Stichhaltiger klingt dagegen das Argument der Hoteliers, die Regierung verfehle mit der Maßnahme das eigentliche Ziel. „Wenn die Politiker wirklich dem Sauftourismus den Kampf erklären wollen, dann ist es verkehrt, in den Hotels anzusetzen", so Aguiló. Vielmehr müsse über Verbote von Happy-Hour-Angeboten oder Alkohol-Flatrates in Bars und Diskotheken nachgedacht werden. Dort, wo es wirklich zu Exzessen käme. „Wer säuft denn an der Playa de Palma und in Magaluf in den Hotels?

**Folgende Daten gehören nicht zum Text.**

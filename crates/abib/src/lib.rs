//! # Abib
//!
//! A Biblical-calendar calculation engine: exact Gregorian/Julian-Day
//! conversion, the Hebrew (Metonic) calendar with its postponement rules, a
//! first-crescent-moon visibility search, and the feast derivations built on
//! top of them (Crucifixion, Jordan crossing, Creation, the Flood table).
//!
//! This crate is a facade that re-exports the `abib` ecosystem.
//!
//! ## Modules
//!
//! - `abib-types`: core types (Location, VisibilityTier, FeastCandidate, ...)
//! - `abib-calendar`: Julian Day and Hebrew calendar conversion
//! - `abib-astronomy`: solar/lunar series and the visibility engine
//! - `abib-feasts`: feast-date scans over year ranges
//!
//! ## Usage
//!
//! ```rust
//! use abib::prelude::*;
//!
//! let engine = VisibilityEngine::new(Location::jerusalem());
//! let observed = engine.observe_year(2024); // Result<LunarYear, AbibError>
//! ```

pub use abib_core::*;
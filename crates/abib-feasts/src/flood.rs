//! Flood-duration table.
//!
//! Genesis gives 150 days between the 17th of the 2nd month and the 17th of
//! the 7th month. For each year of a range this scan computes both dates,
//! takes the difference, and buckets the year: an exact 150, a 149 that
//! reaches 150 with one extra day, a 148 that needs two, or none.

use abib_types::{normalize_year, AbibError, FloodBucket, FloodYear};

use crate::Abib1Finder;

/// Earliest year the table accepts.
pub const FLOOD_YEAR_FLOOR: i32 = -4004;
/// Latest year the table accepts.
pub const FLOOD_YEAR_CEIL: i32 = 9999;

/// The bucketed scan result for a year range.
#[derive(Debug, Clone, PartialEq)]
pub struct FloodTable {
    pub start_year: i32,
    pub end_year: i32,
    pub years: Vec<FloodYear>,
}

impl FloodTable {
    pub fn exact_150(&self) -> impl Iterator<Item = &FloodYear> {
        self.years.iter().filter(|y| y.bucket == FloodBucket::Exact150)
    }

    pub fn plus_one(&self) -> impl Iterator<Item = &FloodYear> {
        self.years.iter().filter(|y| y.bucket == FloodBucket::Plus1)
    }

    pub fn plus_two(&self) -> impl Iterator<Item = &FloodYear> {
        self.years.iter().filter(|y| y.bucket == FloodBucket::Plus2)
    }
}

fn bucket_for(days: i64) -> FloodBucket {
    match days {
        150 => FloodBucket::Exact150,
        149 => FloodBucket::Plus1,
        148 => FloodBucket::Plus2,
        _ => FloodBucket::None,
    }
}

/// Builds the Flood table over an inclusive year range.
///
/// The range is clamped to [-4004, 9999], an end of 0 becomes -1, and a
/// reversed range is swapped before scanning.
pub fn flood_table(
    start: i32,
    end: Option<i32>,
    finder: &impl Abib1Finder,
) -> Result<FloodTable, AbibError> {
    let mut start = start;
    let mut end = end.unwrap_or(start);
    if end < FLOOD_YEAR_FLOOR {
        end = FLOOD_YEAR_FLOOR;
    }
    if end == 0 {
        end = -1;
    }
    if end > FLOOD_YEAR_CEIL {
        end = FLOOD_YEAR_CEIL;
    }
    if end < start {
        std::mem::swap(&mut start, &mut end);
    }

    let mut years = Vec::new();
    let mut y = start;
    while y <= end {
        let year = normalize_year(y);
        let second = finder.month_day_17(year, 2)?;
        let seventh = finder.month_day_17(year, 7)?;
        let days = (seventh - second) as i64;
        years.push(FloodYear {
            year,
            second_month_17_jd: second,
            seventh_month_17_jd: seventh,
            days_between: days,
            bucket: bucket_for(days),
        });
        y = year + 1;
    }

    Ok(FloodTable { start_year: start, end_year: end, years })
}
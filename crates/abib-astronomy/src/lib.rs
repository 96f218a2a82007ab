//! Solar and lunar position series and the first-crescent visibility engine.
//!
//! The series are low-order trigonometric expansions on the 1900.0 epoch,
//! evaluated per event rather than per ephemeris step. [`VisibilityEngine`]
//! drives them: for each lunation it estimates the conjunction, walks
//! evenings computing sunset, moonset and illumination, and classifies each
//! evening into a [`abib_types::VisibilityTier`].

pub mod math;
pub mod lunar;
pub mod solar;
pub mod visibility;

pub use lunar::LunarSeries;
pub use solar::SolarSeries;
pub use visibility::{
    LunarYear, NewMoonEpoch, VisibilityEngine, CALENDAR_REFORM_JD,
};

Das erscheint mir der falsche Ansatz", kommentiert denn auch eine MZ-Leserin bei Facebook, erntet dabei aber auch Widerspruch: „Ich würde gerne mal am Hotelpool liegen, ohne Besoffene um mich herum zu haben", schreibt eine andere Leserin. „Das Tourismusministerium ist nicht befugt, Angebote in Nachtlokalen zu verbieten", erklärt die Ministeriumssprecherin, verweist aber auf das Gesundheitsministerium, das sehr wohl plane, zumindest die Werbung für Pub Crawls und Co. zu verbieten.

Wahrscheinlich ist, dass die neuen Regelungen zum Gratis-Alkohol in Hotels weder die Hoteliers in den Bankrott treiben, noch Saufurlauber an ihren Eskapaden hindern werden. Und dass Familien keinerlei Veränderungen spüren dürften. „Bei unseren Urlauben als fünfköpfige Familie ist das AI schon sehr ansprechend", so ein MZ-Leser online. „Ins Koma gesoffen haben meine Frau und ich uns dennoch noch nie."